In the conclusion to The Curse, the authors write that Bart's work demonstrates:

At least thirty thousand years ago, and perhaps 300 thousand years ago, human beings on this planet were measuring the movement of the stars and planets with a sophisticated system that emanated from, and mathematically depended upon, the human menstrual cycle.

[Bart Jordan has arrived] at diagrams and symbols based on the 364-day year of 13 moon cycles, the 280-day human gestation period, and the 584-day transit of the planet Venus around the sun...to find, time and again, that the diagrams already existed on the carved tusks, stone earth goddesses (such as the Venus of Lespuges), and other manifestations of what had been believed to be the artistic expressions of a primitive and preliterate people.

We have seen his drawings and examined the evidence of the archeological finds, only to agree with the staggering fact he is trying to introduce into current scientific thinking.

What is this staggering fact?

The Ice Age "art" that is commonly displayed, and the even earlier "art" known to paleontologists and other specialists, is really Ice Age "science." The ancients, the Cro-Magnon ancestors of our human race, were not scratching pretty designs onto their reindeer tusks or fashioning grotesque models of the female form to give vent to their need to make art.
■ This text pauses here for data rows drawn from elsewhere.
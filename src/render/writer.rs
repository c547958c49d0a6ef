//! Writing rendered documents as HTML and trees as text outlines.

use crate::model::{LabelTree, NodeIndex};
use crate::parser::parsing_error::{LabelTreeError, Result};
use crate::render::defs::VOID_ELEMENTS;
use crate::render::dom::{Document, DomNodeKind, ElementId};
use std::fs::File;
use std::io::{BufWriter, Write};
use std::path::Path;

/// Average number of characters a node adds to the HTML, for capacity
const HTML_CHARS_PER_NODE: usize = 48;

/// Returns the HTML of a node and its subtree (outer HTML).
///
/// Text and attribute values are escaped; void elements such as `input`
/// get no end tag. No whitespace is added between elements.
///
/// # Example
/// ```
/// use labeltree::render::{Document, to_html};
///
/// let mut doc = Document::new();
/// let div = doc.create_element("div");
/// doc.set_attribute(div, "title", "Fish & \"chips\"");
/// let input = doc.create_element("input");
/// doc.append_child(div, input);
/// let text = doc.create_text("1 <Universe>");
/// doc.append_child(div, text);
///
/// assert_eq!(
///     to_html(&doc, div),
///     r#"<div title="Fish &amp; &quot;chips&quot;"><input>1 &lt;Universe&gt;</div>"#
/// );
/// ```
pub fn to_html(doc: &Document, node: ElementId) -> String {
    /// Pending work of the serializer
    enum Step {
        Open(ElementId),
        Close(ElementId),
    }

    let estimated_capacity = doc.descendants(node).len() * HTML_CHARS_PER_NODE;
    let mut html = String::with_capacity(estimated_capacity);
    let mut stack = vec![Step::Open(node)];

    while let Some(step) = stack.pop() {
        match step {
            Step::Open(current) => match doc.node(current).kind() {
                DomNodeKind::Text(text) => push_escaped(&mut html, text, false),
                DomNodeKind::Element { tag, attributes } => {
                    html.push('<');
                    html.push_str(tag);
                    for (name, value) in attributes {
                        html.push(' ');
                        html.push_str(name);
                        html.push_str("=\"");
                        push_escaped(&mut html, value, true);
                        html.push('"');
                    }
                    html.push('>');

                    if !VOID_ELEMENTS.contains(&tag.as_str()) {
                        stack.push(Step::Close(current));
                        stack.extend(doc.children(current).iter().rev().map(|&child| Step::Open(child)));
                    }
                }
            },
            Step::Close(current) => {
                if let Some(tag) = doc.tag(current) {
                    html.push_str("</");
                    html.push_str(tag);
                    html.push('>');
                }
            }
        }
    }
    html
}

/// Returns the HTML of the children of a node (inner HTML).
pub fn to_inner_html(doc: &Document, node: ElementId) -> String {
    doc.children(node).iter().map(|&child| to_html(doc, child)).collect()
}

/// Writes the outer HTML of a node to a file, followed by a newline.
///
/// # Errors
/// Returns [LabelTreeError::Io] if the file cannot be created or written.
pub fn write_html_file<P: AsRef<Path>>(path: P, doc: &Document, node: ElementId) -> Result<()> {
    let path = path.as_ref();
    let file = File::create(path).map_err(|e| LabelTreeError::io(path, e))?;
    let mut writer = BufWriter::new(file);
    writer
        .write_all(to_html(doc, node).as_bytes())
        .and_then(|_| writer.write_all(b"\n"))
        .and_then(|_| writer.flush())
        .map_err(|e| LabelTreeError::io(path, e))
}

/// Escapes `&`, `<`, `>` and, inside attribute values, `"`.
///
/// # Example
/// ```
/// # use labeltree::render::writer::escape_html;
/// assert_eq!(escape_html("a < b & c"), "a &lt; b &amp; c");
/// assert_eq!(escape_html("Water"), "Water");
/// ```
pub fn escape_html(text: &str) -> String {
    let mut escaped = String::with_capacity(text.len());
    push_escaped(&mut escaped, text, false);
    escaped
}

fn push_escaped(out: &mut String, text: &str, in_attribute: bool) {
    for c in text.chars() {
        match c {
            '&' => out.push_str("&amp;"),
            '<' => out.push_str("&lt;"),
            '>' => out.push_str("&gt;"),
            '"' if in_attribute => out.push_str("&quot;"),
            _ => out.push(c),
        }
    }
}

/// Returns a plain-text outline of a tree, one node per line.
///
/// Each line is indented by two spaces per level below the top and shows
/// the label text, or the full key for synthetic nodes.
///
/// # Example
/// ```
/// use labeltree::model::LabelTreeBuilder;
/// use labeltree::render::to_text_outline;
///
/// let tree = LabelTreeBuilder::parse(["1 Universe", "1.1.1 Sun", "2 Person"]);
/// assert_eq!(to_text_outline(&tree), "1 Universe\n  1.1\n    1.1.1 Sun\n2 Person\n");
/// ```
pub fn to_text_outline<I>(tree: &LabelTree<I>) -> String {
    let mut outline = String::new();
    let mut stack: Vec<(NodeIndex, usize)> = tree.root().children().iter().rev().map(|&child| (child, 0)).collect();

    while let Some((index, depth)) = stack.pop() {
        for _ in 0..depth {
            outline.push_str("  ");
        }
        outline.push_str(tree[index].display_text());
        outline.push('\n');
        stack.extend(tree[index].children().iter().rev().map(|&child| (child, depth + 1)));
    }
    outline
}
//! Loading taxonomy labels from line-based sources.
//!
//! Taxonomy files hold one label per line, e.g.
//! ```text
//! 1 Universe, creation
//! 1.1 Sky
//! 1.1.1 Sun
//! ```
//! Lines are trimmed and blank lines skipped. No further validation is
//! done here; see [split_label](crate::parser::label_grammar::split_label).

use crate::parser::parsing_error::{LabelTreeError, Result};
use std::fs::File;
use std::io::{BufRead, BufReader};
use std::path::Path;
use tracing::debug;

/// Reads labels from any buffered reader, one per line.
///
/// # Errors
/// Returns [LabelTreeError::Stream] if reading fails (including invalid UTF-8).
///
/// # Examples
/// ```
/// # use labeltree::parser::label_source::read_labels;
/// let input = "1 Universe\n\n  1.1 Sky  \n";
/// let labels = read_labels(input.as_bytes()).unwrap();
/// assert_eq!(labels, vec!["1 Universe", "1.1 Sky"]);
/// ```
pub fn read_labels<R: BufRead>(reader: R) -> Result<Vec<String>> {
    let mut labels = Vec::new();
    for line in reader.lines() {
        let line = line?;
        let label = line.trim();
        if !label.is_empty() {
            labels.push(label.to_string());
        }
    }
    Ok(labels)
}

/// Reads labels from a taxonomy file, one per line.
///
/// # Arguments
/// * `path` - Path to the file (accepting `&str`, `String`, `Path`, or `PathBuf`)
///
/// # Errors
/// Returns [LabelTreeError::Io] carrying the path if the file cannot be
/// opened or read.
pub fn read_label_file<P: AsRef<Path>>(path: P) -> Result<Vec<String>> {
    let path = path.as_ref();
    let file = File::open(path).map_err(|e| LabelTreeError::io(path, e))?;
    let labels = read_labels(BufReader::new(file)).map_err(|e| match e {
        LabelTreeError::Stream(source) => LabelTreeError::io(path, source),
        other => other,
    })?;
    debug!(path = %path.display(), count = labels.len(), "read taxonomy labels");
    Ok(labels)
}
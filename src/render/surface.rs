//! Trait for surfaces an accordion is rendered into.
//!
//! The [RenderSurface] trait decouples the accordion walk in
//! [render](crate::render::render) from any concrete UI. The walk decides
//! *what* to emit and in which order; the surface decides how groups,
//! headers and content containers look.
//!
//! # Ownership of controls
//! Flat label items may embed an interactive control (a checkbox). The
//! surface owns items and controls. During rendering each control is
//! detached from its item with [detach_control](RenderSurface::detach_control)
//! and handed back, by value, to
//! [append_header](RenderSurface::append_header). Controls are moved, never
//! recreated, so whatever is bound to them keeps working.
//!
//! # Render lifecycle
//! ```text
//! label_items() ──→ parse ──→ prepare_mount() ──→ for each node:
//!     append_group() ──→ detach_control() ──→ append_header()
//!       ──→ append_content() ──→ [append_nested() ──→ children ...]
//! ```
//!
//! See [Document](crate::render::Document) for the in-memory implementation.

/// Header emitted for one node.
#[derive(Debug, Clone, PartialEq, Eq)]
pub struct HeaderSpec<'a> {
    /// Id of the header's toggle, e.g. `"base-rw-3-2"`
    pub header_id: &'a str,
    /// Id of the content container the toggle expands, e.g. `"rw-3-2"`
    pub target_id: &'a str,
    /// Label text, or the full key for synthetic nodes
    pub text: &'a str,
    /// Whether the content starts out expanded
    pub expanded: bool,
}

/// Collapsible content container emitted for one node.
#[derive(Debug, Clone, PartialEq, Eq)]
pub struct ContentSpec<'a> {
    /// Id of the container, e.g. `"rw-3-2"`
    pub id: &'a str,
    /// Id of the header labelling the container
    pub header_id: &'a str,
    /// Id of the enclosing container, if it has one
    pub parent_id: Option<&'a str>,
    /// Whether the content starts out expanded
    pub expanded: bool,
}

// =#========================================================================#=
// RENDER SURFACE (trait)
// =#========================================================================#=
/// Abstraction of the UI an accordion is built in.
///
/// # Implementing this trait
/// Handles are cheap references into surface-owned state (e.g. indices
/// into an arena). The render walk only holds handles it got from the
/// surface itself.
pub trait RenderSurface {
    /// Handle of a flat label item.
    type Item;

    /// A control detached from an item, owned by whoever holds it.
    type Control;

    /// Handle of a container that groups can be appended to.
    type Container;

    /// Returns the flat label items below `mount`, in document order,
    /// together with their text content.
    fn label_items(&self, mount: &Self::Container) -> Vec<(Self::Item, String)>;

    /// Returns the id of a container, if it has one.
    fn container_id(&self, container: &Self::Container) -> Option<String>;

    /// Returns `true` if `mount` was already marked as accordion root by
    /// [prepare_mount](RenderSurface::prepare_mount).
    ///
    /// The default assumes every mount still holds its flat items.
    fn is_accordion(&self, _mount: &Self::Container) -> bool {
        false
    }

    /// Removes the flat items from `mount` and marks it as accordion root.
    ///
    /// Removed items are no longer part of the mount but their controls
    /// must stay detachable.
    fn prepare_mount(&mut self, mount: &Self::Container);

    /// Detaches the control embedded in an item, if there is one.
    fn detach_control(&mut self, item: &Self::Item) -> Option<Self::Control>;

    /// Appends a new group below `parent` and returns it.
    fn append_group(&mut self, parent: &Self::Container) -> Self::Container;

    /// Appends the header of a group, taking ownership of `control`.
    fn append_header(&mut self, group: &Self::Container, header: &HeaderSpec<'_>, control: Option<Self::Control>);

    /// Appends the collapsible content container of a group and returns it.
    fn append_content(&mut self, group: &Self::Container, content: &ContentSpec<'_>) -> Self::Container;

    /// Appends the container holding child groups below a content container.
    fn append_nested(&mut self, content: &Self::Container) -> Self::Container;
}
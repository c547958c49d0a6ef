//! Command-line front end: turns a taxonomy file into an accordion
//! fragment, a JSON outline or a text outline.

use anyhow::{Context, Result};
use clap::Parser;
use labeltree::cli::{self, Args};
use std::fs;
use std::io::{self, Write};
use tracing::info;
use tracing_subscriber::{layer::SubscriberExt, util::SubscriberInitExt};

fn main() -> Result<()> {
    tracing_subscriber::registry()
        .with(
            tracing_subscriber::EnvFilter::try_from_default_env()
                .unwrap_or_else(|_| "labeltree=info".into()),
        )
        .with(tracing_subscriber::fmt::layer().with_writer(io::stderr))
        .init();

    let args = Args::parse();

    let output = cli::run(&args).with_context(|| format!("Failed to process {}", args.file.display()))?;

    match &args.output {
        Some(path) => {
            fs::write(path, format!("{output}\n"))
                .with_context(|| format!("Failed to write {}", path.display()))?;
            info!("Wrote {}", path.display());
        }
        None => {
            let mut stdout = io::stdout().lock();
            writeln!(stdout, "{output}").context("Failed to write to stdout")?;
        }
    }

    Ok(())
}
They were, in fact, recording their scientific observations on the way the moon and planets and their own earth went through the phases of the year and using the menstrual clock of the women of the society as the observable data from which to draw. 

They continue:

Crucial to Jordan's calculations is the difference between the lunar and menstrual calendars. The real lunar calendar, he says, counting the nights when the moon is "dark," is 29.5 days. But the calculations evident in the carved tusks and obese goddesses reflect a calendrical notation of 28 days, and its multiple, 280, the human gestation period. Menstrual averaging was not unknown to our Cro-Magnon ancestors, Jordan believes, and it was this sophistication that enabled them to create symbols in their art (such as the early Greek meander) that were actually representations of the movement of time as measured by the female body clock and its numerical connection to the travels of Venus around the sun. 

The writers also remark:

While Bart Jordan's work is entirely original, additional evidence that menstrual calendars were the basis of time measurement in the early Chinese, Mayan, Gaelic, Roman, Aryan, Babylonian, Chaldean, Greek, Egyptian, and pre-Christian European societies is presented in Barbara Walker's The Woman's Encyclopedia of Myths and Spirits (New York, Harper & Row, 1983), pp. 645-49. Walker even notes that the Romans' word for calculation of time is mensuration, or knowledge of the menses, and that the Gaelic words for menstruation and calendar are the same.

Barbara Hanneloré has given The Moon and You a tag line, indicating the benefit that she and her book are promising: Discover your own Inner Rhythms and Take Loving Care of Yourself.

The book delivers on its promise. What's more, it just might lead us to knowing, in our bones and in our blood, that our woman-body and our woman-being are as sacred as the universe is infinite.